● Task details: Find and copy each line in the material below where the string "label" occurs.

● Given data:
+++

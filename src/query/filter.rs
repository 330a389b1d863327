//! Filter state for the browse page
//!
//! [`FilterState`] is an immutable snapshot of every filter control.
//! [`FilterStore`] owns the current snapshot for one browse session and is
//! the only way to change it. Raw control values arrive as strings
//! ([`FilterPatch`], [`BrowseParams`]) and are validated here, before any
//! remote request is built.

use std::collections::BTreeSet;
use std::str::FromStr;

use chrono::NaiveDate;
use serde::{Deserialize, Serialize};

use crate::error::AppError;

// =============================================================================
// Filter enums
// =============================================================================

/// Model family filter
#[derive(Debug, Clone, Copy, PartialEq, Eq, PartialOrd, Ord, Hash, Serialize, Deserialize)]
pub enum AiModelCategory {
    #[serde(rename = "gpt-4")]
    Gpt4,
    #[serde(rename = "claude")]
    Claude,
    #[serde(rename = "gemini")]
    Gemini,
    /// Anything not in a known family
    #[serde(rename = "other")]
    Other,
}

impl AiModelCategory {
    pub const ALL: [AiModelCategory; 4] = [Self::Gpt4, Self::Claude, Self::Gemini, Self::Other];

    pub fn as_str(&self) -> &'static str {
        match self {
            Self::Gpt4 => "gpt-4",
            Self::Claude => "claude",
            Self::Gemini => "gemini",
            Self::Other => "other",
        }
    }

    pub fn label(&self) -> &'static str {
        match self {
            Self::Gpt4 => "GPT-4",
            Self::Claude => "Claude",
            Self::Gemini => "Gemini",
            Self::Other => "Other",
        }
    }
}

impl FromStr for AiModelCategory {
    type Err = AppError;

    fn from_str(s: &str) -> Result<Self, Self::Err> {
        match s {
            "gpt-4" => Ok(Self::Gpt4),
            "claude" => Ok(Self::Claude),
            "gemini" => Ok(Self::Gemini),
            "other" => Ok(Self::Other),
            other => Err(AppError::Validation(format!("Unknown AI model filter: {other}"))),
        }
    }
}

#[derive(Debug, Clone, Copy, Default, PartialEq, Eq, Serialize, Deserialize)]
#[serde(rename_all = "lowercase")]
pub enum ContentType {
    #[default]
    All,
    Text,
    Embedded,
}

impl ContentType {
    pub fn as_str(&self) -> &'static str {
        match self {
            Self::All => "all",
            Self::Text => "text",
            Self::Embedded => "embedded",
        }
    }
}

impl FromStr for ContentType {
    type Err = AppError;

    fn from_str(s: &str) -> Result<Self, Self::Err> {
        match s {
            "" | "all" => Ok(Self::All),
            "text" => Ok(Self::Text),
            "embedded" => Ok(Self::Embedded),
            other => Err(AppError::Validation(format!("Unknown content type: {other}"))),
        }
    }
}

#[derive(Debug, Clone, Copy, Default, PartialEq, Eq, Serialize, Deserialize)]
#[serde(rename_all = "lowercase")]
pub enum PromptVisibility {
    #[default]
    All,
    Public,
    Private,
}

impl PromptVisibility {
    pub fn as_str(&self) -> &'static str {
        match self {
            Self::All => "all",
            Self::Public => "public",
            Self::Private => "private",
        }
    }
}

impl FromStr for PromptVisibility {
    type Err = AppError;

    fn from_str(s: &str) -> Result<Self, Self::Err> {
        match s {
            "" | "all" => Ok(Self::All),
            "public" => Ok(Self::Public),
            "private" => Ok(Self::Private),
            other => Err(AppError::Validation(format!(
                "Unknown prompt visibility: {other}"
            ))),
        }
    }
}

#[derive(Debug, Clone, Copy, Default, PartialEq, Eq, Serialize, Deserialize)]
#[serde(rename_all = "kebab-case")]
pub enum SortOrder {
    #[default]
    Newest,
    Oldest,
    MostViewed,
    MostFavorited,
}

impl SortOrder {
    pub const ALL: [SortOrder; 4] = [
        Self::Newest,
        Self::Oldest,
        Self::MostViewed,
        Self::MostFavorited,
    ];

    pub fn as_str(&self) -> &'static str {
        match self {
            Self::Newest => "newest",
            Self::Oldest => "oldest",
            Self::MostViewed => "most-viewed",
            Self::MostFavorited => "most-favorited",
        }
    }

    pub fn label(&self) -> &'static str {
        match self {
            Self::Newest => "Newest first",
            Self::Oldest => "Oldest first",
            Self::MostViewed => "Most viewed",
            Self::MostFavorited => "Most favorited",
        }
    }
}

impl FromStr for SortOrder {
    type Err = AppError;

    fn from_str(s: &str) -> Result<Self, Self::Err> {
        match s {
            "" | "newest" => Ok(Self::Newest),
            "oldest" => Ok(Self::Oldest),
            "most-viewed" => Ok(Self::MostViewed),
            "most-favorited" => Ok(Self::MostFavorited),
            other => Err(AppError::Validation(format!("Unknown sort order: {other}"))),
        }
    }
}

// =============================================================================
// Filter state
// =============================================================================

/// Snapshot of every browse filter control
#[derive(Debug, Clone, Default, PartialEq, Eq, Serialize)]
pub struct FilterState {
    pub term: String,
    pub ai_models: BTreeSet<AiModelCategory>,
    pub content_type: ContentType,
    pub prompt_visibility: PromptVisibility,
    pub date_from: Option<NaiveDate>,
    pub date_to: Option<NaiveDate>,
    pub views_min: Option<u64>,
    pub views_max: Option<u64>,
    pub tags: BTreeSet<String>,
    pub sort: SortOrder,
}

impl FilterState {
    /// True when no control differs from its default
    pub fn is_default(&self) -> bool {
        *self == Self::default()
    }

    /// Query string reproducing this state on `/browse`, without `page`
    pub fn to_query_string(&self) -> String {
        let mut pairs: Vec<(&str, String)> = Vec::new();
        if !self.term.is_empty() {
            pairs.push(("q", self.term.clone()));
        }
        for model in &self.ai_models {
            pairs.push(("ai_model", model.as_str().to_string()));
        }
        if self.content_type != ContentType::All {
            pairs.push(("content_type", self.content_type.as_str().to_string()));
        }
        if self.prompt_visibility != PromptVisibility::All {
            pairs.push((
                "prompt_visibility",
                self.prompt_visibility.as_str().to_string(),
            ));
        }
        if let Some(from) = self.date_from {
            pairs.push(("date_from", from.to_string()));
        }
        if let Some(to) = self.date_to {
            pairs.push(("date_to", to.to_string()));
        }
        if let Some(min) = self.views_min {
            pairs.push(("views_min", min.to_string()));
        }
        if let Some(max) = self.views_max {
            pairs.push(("views_max", max.to_string()));
        }
        for tag in &self.tags {
            pairs.push(("tag", tag.clone()));
        }
        if self.sort != SortOrder::Newest {
            pairs.push(("sort", self.sort.as_str().to_string()));
        }

        pairs
            .iter()
            .map(|(key, value)| format!("{key}={}", urlencoding::encode(value)))
            .collect::<Vec<_>>()
            .join("&")
    }

    /// `/browse` URL for `page` under this state
    pub fn page_href(&self, page: u32) -> String {
        let query = self.to_query_string();
        if query.is_empty() {
            format!("/browse?page={page}")
        } else {
            format!("/browse?{query}&page={page}")
        }
    }
}

// =============================================================================
// Raw control values
// =============================================================================

/// Partial update of the filter controls, as raw control values
///
/// `None` leaves a control unchanged; an empty string clears it.
#[derive(Debug, Clone, Default, Deserialize)]
pub struct FilterPatch {
    pub term: Option<String>,
    pub ai_models: Option<Vec<String>>,
    pub content_type: Option<String>,
    pub prompt_visibility: Option<String>,
    pub date_from: Option<String>,
    pub date_to: Option<String>,
    pub views_min: Option<String>,
    pub views_max: Option<String>,
    pub tags: Option<Vec<String>>,
    pub sort: Option<String>,
}

impl FilterPatch {
    /// Merge into `base`, validating every touched control
    pub fn apply_to(&self, base: &FilterState) -> Result<FilterState, AppError> {
        let mut next = base.clone();

        if let Some(term) = &self.term {
            next.term = term.trim().to_string();
        }
        if let Some(models) = &self.ai_models {
            next.ai_models = models
                .iter()
                .map(|m| m.trim())
                .filter(|m| !m.is_empty())
                .map(AiModelCategory::from_str)
                .collect::<Result<_, _>>()?;
        }
        if let Some(content_type) = &self.content_type {
            next.content_type = content_type.trim().parse()?;
        }
        if let Some(visibility) = &self.prompt_visibility {
            next.prompt_visibility = visibility.trim().parse()?;
        }
        if let Some(from) = &self.date_from {
            next.date_from = parse_date("From date", from)?;
        }
        if let Some(to) = &self.date_to {
            next.date_to = parse_date("To date", to)?;
        }
        if let Some(min) = &self.views_min {
            next.views_min = parse_views("Minimum views", min)?;
        }
        if let Some(max) = &self.views_max {
            next.views_max = parse_views("Maximum views", max)?;
        }
        if let Some(tags) = &self.tags {
            next.tags = tags.iter().filter_map(|t| normalize_tag(t)).collect();
        }
        if let Some(sort) = &self.sort {
            next.sort = sort.trim().parse()?;
        }

        if let (Some(min), Some(max)) = (next.views_min, next.views_max) {
            if min > max {
                return Err(AppError::Validation(
                    "Minimum views cannot exceed maximum views".to_string(),
                ));
            }
        }

        Ok(next)
    }
}

/// Query parameters of `GET /browse`
///
/// Repeated keys (`ai_model`, `tag`) select several values.
#[derive(Debug, Clone, Default, Deserialize)]
pub struct BrowseParams {
    pub q: Option<String>,
    #[serde(default)]
    pub ai_model: Vec<String>,
    pub content_type: Option<String>,
    pub prompt_visibility: Option<String>,
    pub date_from: Option<String>,
    pub date_to: Option<String>,
    pub views_min: Option<String>,
    pub views_max: Option<String>,
    #[serde(default)]
    pub tag: Vec<String>,
    pub sort: Option<String>,
    pub page: Option<String>,
}

impl BrowseParams {
    /// Validate into a filter state and a page number
    pub fn parse(&self) -> Result<(FilterState, u32), AppError> {
        let patch = FilterPatch {
            term: self.q.clone(),
            ai_models: Some(self.ai_model.clone()),
            content_type: self.content_type.clone(),
            prompt_visibility: self.prompt_visibility.clone(),
            date_from: self.date_from.clone(),
            date_to: self.date_to.clone(),
            views_min: self.views_min.clone(),
            views_max: self.views_max.clone(),
            tags: Some(self.tag.clone()),
            sort: self.sort.clone(),
        };
        let state = patch.apply_to(&FilterState::default())?;
        let page = parse_page(self.page.as_deref())?;
        Ok((state, page))
    }
}

/// Page numbers start at 1; a missing page means the first
pub fn parse_page(raw: Option<&str>) -> Result<u32, AppError> {
    let raw = match raw.map(str::trim) {
        None | Some("") => return Ok(1),
        Some(raw) => raw,
    };
    let page: i64 = raw
        .parse()
        .map_err(|_| AppError::Validation(format!("Invalid page number: {raw}")))?;
    if page < 1 {
        return Err(AppError::Validation("Page must be at least 1".to_string()));
    }
    u32::try_from(page).map_err(|_| AppError::Validation(format!("Invalid page number: {raw}")))
}

fn parse_date(label: &str, raw: &str) -> Result<Option<NaiveDate>, AppError> {
    let raw = raw.trim();
    if raw.is_empty() {
        return Ok(None);
    }
    NaiveDate::parse_from_str(raw, "%Y-%m-%d")
        .map(Some)
        .map_err(|_| AppError::Validation(format!("{label} must be a date (YYYY-MM-DD)")))
}

fn parse_views(label: &str, raw: &str) -> Result<Option<u64>, AppError> {
    let raw = raw.trim();
    if raw.is_empty() {
        return Ok(None);
    }
    let value: i64 = raw
        .parse()
        .map_err(|_| AppError::Validation(format!("{label} must be a whole number")))?;
    if value < 0 {
        return Err(AppError::Validation(format!("{label} cannot be negative")));
    }
    Ok(Some(value as u64))
}

/// Tags are stored trimmed and lowercase
pub fn normalize_tag(raw: &str) -> Option<String> {
    let tag = raw.trim().to_lowercase();
    (!tag.is_empty()).then_some(tag)
}

// =============================================================================
// Store
// =============================================================================

/// Owner of one session's filter state
///
/// Every mutation marks the store dirty; the browse session consumes the
/// flag to reset pagination before the next query.
#[derive(Debug, Default)]
pub struct FilterStore {
    state: FilterState,
    dirty: bool,
}

impl FilterStore {
    pub fn new() -> Self {
        Self::default()
    }

    pub fn get(&self) -> &FilterState {
        &self.state
    }

    /// Merge a validated patch; on error nothing changes
    pub fn set(&mut self, patch: &FilterPatch) -> Result<(), AppError> {
        self.state = patch.apply_to(&self.state)?;
        self.dirty = true;
        Ok(())
    }

    /// Adopt a state validated elsewhere, such as the `/browse` URL
    pub fn replace(&mut self, state: FilterState) {
        if self.state != state {
            self.state = state;
            self.dirty = true;
        }
    }

    pub fn set_term(&mut self, term: &str) {
        self.state.term = term.trim().to_string();
        self.dirty = true;
    }

    /// Add or remove a tag; returns whether it is now selected
    pub fn toggle_tag(&mut self, tag: &str) -> bool {
        let Some(tag) = normalize_tag(tag) else {
            return false;
        };
        let selected = if self.state.tags.remove(&tag) {
            false
        } else {
            self.state.tags.insert(tag);
            true
        };
        self.dirty = true;
        selected
    }

    /// Restore defaults; always re-triggers the page-1 query
    pub fn clear(&mut self) {
        self.state = FilterState::default();
        self.dirty = true;
    }

    /// Return and reset the dirty flag
    pub fn take_dirty(&mut self) -> bool {
        std::mem::take(&mut self.dirty)
    }
}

+++

● Result of the exercise:
    pub fn label(&self) -> &'static str {
    pub fn label(&self) -> &'static str {
fn parse_date(label: &str, raw: &str) -> Result<Option<NaiveDate>, AppError> {
        .map_err(|_| AppError::Validation(format!("{label} must be a date (YYYY-MM-DD)")))
fn parse_views(label: &str, raw: &str) -> Result<Option<u64>, AppError> {
        .map_err(|_| AppError::Validation(format!("{label} must be a whole number")))?;
        return Err(AppError::Validation(format!("{label} cannot be negative")));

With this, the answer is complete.